Responsible investing is financial sustainability across multiple dimensions


As I reflect on 2020 and look ahead, I keep coming back to the purpose of financial markets — its price discovery and the efficient allocation of resources. Investors assess the return prospects of an investment against its risks while weighing the opportunity costs versus comparable investment opportunities. 


So, at MFS, our purpose is to underwrite these risks and then allocate capital responsibly. While investing has never been easy, today's environment has raised the stakes. 


For a myriad of reasons, there are always flashy investment opportunities with attractive return prospects, ever more so given today's near-zero interest rates on savings.

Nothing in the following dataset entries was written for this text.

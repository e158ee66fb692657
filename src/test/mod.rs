// SPDX-License-Identifier: Apache-2.0
mod mock;

pub(crate) use mock::{MockCamera, MockCs, MockDelay, MockI2c, MockSpi, SpiOperation};
//! Recursive-descent parser producing [`crate::ast`] nodes from the MiniLang
//! grammar. A hand-written descent parser is the idiomatic Rust choice for
//! a grammar this small: no left-recursion once `expr`/`term` are rewritten
//! iteratively below, and no ambiguity requiring a generated table.

use crate::ast::{Expr, FunCall, Proc, Program, Stmt, StmtList};
use crate::error::{MiniLangError, Result, SourcePos};
use crate::parser::lexer::{Lexer, Token, TokenKind};

pub struct Parser<'a> {
    lexer: Lexer<'a>,
    current: Token,
}

/// Parses a complete program.
pub fn parse(src: &str) -> Result<Program> {
    let mut parser = Parser::new(src)?;
    let stmts = parser.parse_stmt_list()?;
    parser.expect_eof()?;
    Ok(Program(stmts))
}

impl<'a> Parser<'a> {
    fn new(src: &'a str) -> Result<Self> {
        let mut lexer = Lexer::new(src);
        let current = lexer.next_token()?;
        Ok(Parser { lexer, current })
    }

    fn pos(&self) -> SourcePos {
        self.current.pos
    }

    fn bump(&mut self) -> Result<Token> {
        let next = self.lexer.next_token()?;
        Ok(std::mem::replace(&mut self.current, next))
    }

    fn error(&self, message: impl Into<String>) -> MiniLangError {
        MiniLangError::Parse {
            message: message.into(),
            pos: self.pos(),
        }
    }

    fn expect(&mut self, kind: &TokenKind) -> Result<()> {
        if &self.current.kind == kind {
            self.bump()?;
            Ok(())
        } else {
            Err(self.error(format!("expected {kind:?}, found {:?}", self.current.kind)))
        }
    }

    fn expect_eof(&mut self) -> Result<()> {
        if self.current.kind == TokenKind::Eof {
            Ok(())
        } else {
            Err(self.error(format!("expected end of input, found {:?}", self.current.kind)))
        }
    }

    fn expect_ident(&mut self) -> Result<String> {
        match &self.current.kind {
            TokenKind::Ident(name) => {
                let name = name.clone();
                self.bump()?;
                Ok(name)
            }
            other => Err(self.error(format!("expected an identifier, found {other:?}"))),
        }
    }

    /// `stmt_list := stmt (';' stmt)*`
    fn parse_stmt_list(&mut self) -> Result<StmtList> {
        let mut stmts = vec![self.parse_stmt()?];
        while self.current.kind == TokenKind::Semicolon {
            self.bump()?;
            stmts.push(self.parse_stmt()?);
        }
        Ok(StmtList::new(stmts))
    }

    /// `stmt := assign | if | while | define`
    fn parse_stmt(&mut self) -> Result<Stmt> {
        match &self.current.kind {
            TokenKind::If => self.parse_if(),
            TokenKind::While => self.parse_while(),
            TokenKind::Define => self.parse_define(),
            TokenKind::Ident(_) => self.parse_assign(),
            other => Err(self.error(format!("expected a statement, found {other:?}"))),
        }
    }

    /// `assign := IDENT ':=' element`
    fn parse_assign(&mut self) -> Result<Stmt> {
        let name = self.expect_ident()?;
        self.expect(&TokenKind::Assign)?;
        let rhs = self.parse_element()?;
        Ok(Stmt::Assign { name, rhs })
    }

    /// `if := 'if' expr 'then' stmt_list 'else' stmt_list 'fi'`
    fn parse_if(&mut self) -> Result<Stmt> {
        self.expect(&TokenKind::If)?;
        let cond = self.parse_expr()?;
        self.expect(&TokenKind::Then)?;
        let then_body = self.parse_stmt_list()?;
        self.expect(&TokenKind::Else)?;
        let else_body = self.parse_stmt_list()?;
        self.expect(&TokenKind::Fi)?;
        Ok(Stmt::If {
            cond,
            then_body,
            else_body,
        })
    }

    /// `while := 'while' expr 'do' stmt_list 'od'`
    fn parse_while(&mut self) -> Result<Stmt> {
        self.expect(&TokenKind::While)?;
        let cond = self.parse_expr()?;
        self.expect(&TokenKind::Do)?;
        let body = self.parse_stmt_list()?;
        self.expect(&TokenKind::Od)?;
        Ok(Stmt::While { cond, body })
    }

    /// `define := 'define' IDENT 'proc' '(' param_list ')' stmt_list 'end'`
    fn parse_define(&mut self) -> Result<Stmt> {
        self.expect(&TokenKind::Define)?;
        let name = self.expect_ident()?;
        self.expect(&TokenKind::Proc)?;
        self.expect(&TokenKind::LParen)?;
        let params = self.parse_param_list()?;
        self.expect(&TokenKind::RParen)?;
        let body = self.parse_stmt_list()?;
        self.expect(&TokenKind::End)?;
        Ok(Stmt::Define {
            name,
            proc: Proc { params, body },
        })
    }

    /// `param_list := IDENT (',' IDENT)*`. The grammar doesn't give an
    /// empty alternative, but `define f proc ()` with zero parameters is
    /// common enough that we accept an empty list too.
    fn parse_param_list(&mut self) -> Result<Vec<String>> {
        if self.current.kind == TokenKind::RParen {
            return Ok(Vec::new());
        }
        let mut params = vec![self.expect_ident()?];
        while self.current.kind == TokenKind::Comma {
            self.bump()?;
            params.push(self.expect_ident()?);
        }
        Ok(params)
    }

    /// `element := expr | list`. A `[` starts a list literal unambiguously;
    /// otherwise parse an `expr`, then fold in any trailing `||` operators
    /// (`list := element '||' element` is left-recursive through `element`
    /// and so is handled here as a loop rather than by recursing into
    /// `parse_element` again).
    fn parse_element(&mut self) -> Result<Expr> {
        let mut lhs = if self.current.kind == TokenKind::LBracket {
            self.parse_list_literal()?
        } else {
            self.parse_expr()?
        };

        while self.current.kind == TokenKind::Concat {
            self.bump()?;
            let rhs = if self.current.kind == TokenKind::LBracket {
                self.parse_list_literal()?
            } else {
                self.parse_expr()?
            };
            lhs = Expr::Concat(Box::new(lhs), Box::new(rhs));
        }

        Ok(lhs)
    }

    /// `list := '[' sequence ']' | '[' ']'`
    fn parse_list_literal(&mut self) -> Result<Expr> {
        self.expect(&TokenKind::LBracket)?;
        if self.current.kind == TokenKind::RBracket {
            self.bump()?;
            return Ok(Expr::ListLit(Vec::new()));
        }
        let elements = self.parse_sequence()?;
        self.expect(&TokenKind::RBracket)?;
        Ok(Expr::ListLit(elements))
    }

    /// `sequence := element (',' element)*`
    fn parse_sequence(&mut self) -> Result<Vec<Expr>> {
        let mut elements = vec![self.parse_element()?];
        while self.current.kind == TokenKind::Comma {
            self.bump()?;
            elements.push(self.parse_element()?);
        }
        Ok(elements)
    }

    /// `expr := expr '+' term | expr '-' term | term`, rewritten
    /// iteratively to avoid left recursion.
    fn parse_expr(&mut self) -> Result<Expr> {
        let mut lhs = self.parse_term()?;
        loop {
            match self.current.kind {
                TokenKind::Plus => {
                    self.bump()?;
                    let rhs = self.parse_term()?;
                    lhs = Expr::Plus(Box::new(lhs), Box::new(rhs));
                }
                TokenKind::Minus => {
                    self.bump()?;
                    let rhs = self.parse_term()?;
                    lhs = Expr::Minus(Box::new(lhs), Box::new(rhs));
                }
                _ => break,
            }
        }
        Ok(lhs)
    }

    /// `term := term '*' fact | fact`, likewise rewritten iteratively.
    fn parse_term(&mut self) -> Result<Expr> {
        let mut lhs = self.parse_fact()?;
        while self.current.kind == TokenKind::Times {
            self.bump()?;
            let rhs = self.parse_fact()?;
            lhs = Expr::Times(Box::new(lhs), Box::new(rhs));
        }
        Ok(lhs)
    }

    /// `fact := '(' expr ')' | NUMBER | IDENT | funcall`
    fn parse_fact(&mut self) -> Result<Expr> {
        match self.current.kind.clone() {
            TokenKind::LParen => {
                self.bump()?;
                let inner = self.parse_expr()?;
                self.expect(&TokenKind::RParen)?;
                Ok(inner)
            }
            TokenKind::Number(n) => {
                self.bump()?;
                Ok(Expr::Number(n))
            }
            TokenKind::Ident(name) => {
                self.bump()?;
                if self.current.kind == TokenKind::LParen {
                    self.parse_funcall_args(name)
                } else {
                    Ok(Expr::Ident(name))
                }
            }
            other => Err(self.error(format!("expected a factor, found {other:?}"))),
        }
    }

    /// `funcall := IDENT '(' expr_list ')'`, called after the leading
    /// `IDENT` has already been consumed by [`Self::parse_fact`].
    fn parse_funcall_args(&mut self, name: String) -> Result<Expr> {
        self.expect(&TokenKind::LParen)?;
        let args = if self.current.kind == TokenKind::RParen {
            Vec::new()
        } else {
            self.parse_expr_list()?
        };
        self.expect(&TokenKind::RParen)?;
        Ok(Expr::Call(FunCall { name, args }))
    }

    /// `expr_list := element (',' element)*`
    fn parse_expr_list(&mut self) -> Result<Vec<Expr>> {
        let mut args = vec![self.parse_element()?];
        while self.current.kind == TokenKind::Comma {
            self.bump()?;
            args.push(self.parse_element()?);
        }
        Ok(args)
    }
}

#[cfg(test)]
mod tests {
    use super::*;

    #[test]
    fn parses_simple_assignment() {
        let program = parse("x := 1 + 2 * 3").unwrap();
        assert_eq!(
            program.0 .0,
            vec![Stmt::Assign {
                name: "x".to_string(),
                rhs: Expr::Plus(
                    Box::new(Expr::Number(1)),
                    Box::new(Expr::Times(Box::new(Expr::Number(2)), Box::new(Expr::Number(3)))),
                ),
            }]
        );
    }

    #[test]
    fn parses_list_literal_and_concat() {
        let program = parse("x := [1, 2] || [3]").unwrap();
        let Stmt::Assign { rhs, .. } = &program.0 .0[0] else {
            panic!("expected assign");
        };
        assert_eq!(
            *rhs,
            Expr::Concat(
                Box::new(Expr::ListLit(vec![Expr::Number(1), Expr::Number(2)])),
                Box::new(Expr::ListLit(vec![Expr::Number(3)])),
            )
        );
    }

    #[test]
    fn parses_funcall_with_args() {
        let program = parse("x := f(1, y)").unwrap();
        let Stmt::Assign { rhs, .. } = &program.0 .0[0] else {
            panic!("expected assign");
        };
        assert_eq!(
            *rhs,
            Expr::Call(FunCall {
                name: "f".to_string(),
                args: vec![Expr::Number(1), Expr::Ident("y".to_string())],
            })
        );
    }

    #[test]
    fn parses_define_if_while() {
        let src = "define sum(i) proc return := 0; while i do return := return + i; i := i - 1 od end; \
                    x := 5; x := sum(x)";
        let program = parse(src).unwrap();
        assert_eq!(program.0 .0.len(), 3);
        assert!(matches!(program.0 .0[0], Stmt::Define { .. }));
    }

    #[test]
    fn rejects_malformed_input() {
        assert!(parse("x := ").is_err());
        assert!(parse("if x then y := 1 fi").is_err());
    }
}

But we have to ask ourselves how many things have to bounce right for these ideas to live up to expectations. Can a business survive a double-dip recession? Does it have enough liquidity if faced with another credit shock? Can it endure a changing regulatory environment? Is its economic moat deep enough to protect against new competition in a fast-paced digital world? 


I hope and believe 2021 will be a better year than 2020. I'm excited about the future, specifically though about opportunities for alpha and performance differentiation. Why?


Well, the best companies are the ones creating value for stakeholders, verses extracting value from them. While those companies extracting value might have outsized financial performance, their duration is probably finite. 


Over the past decade, eroding revenue growth has led a growing number of companies to extracting value from suppliers, employees, bondholders and even customers. However, the best companies — those with a partnership culture across all their stakeholders — tend to possess something scarce: superior financial results that endure.


That's what we mean by allocating capital responsibly, which is our North Star in a highly uncertain world. 


Thank you for your partnership. Stay safe and healthy in the New Year.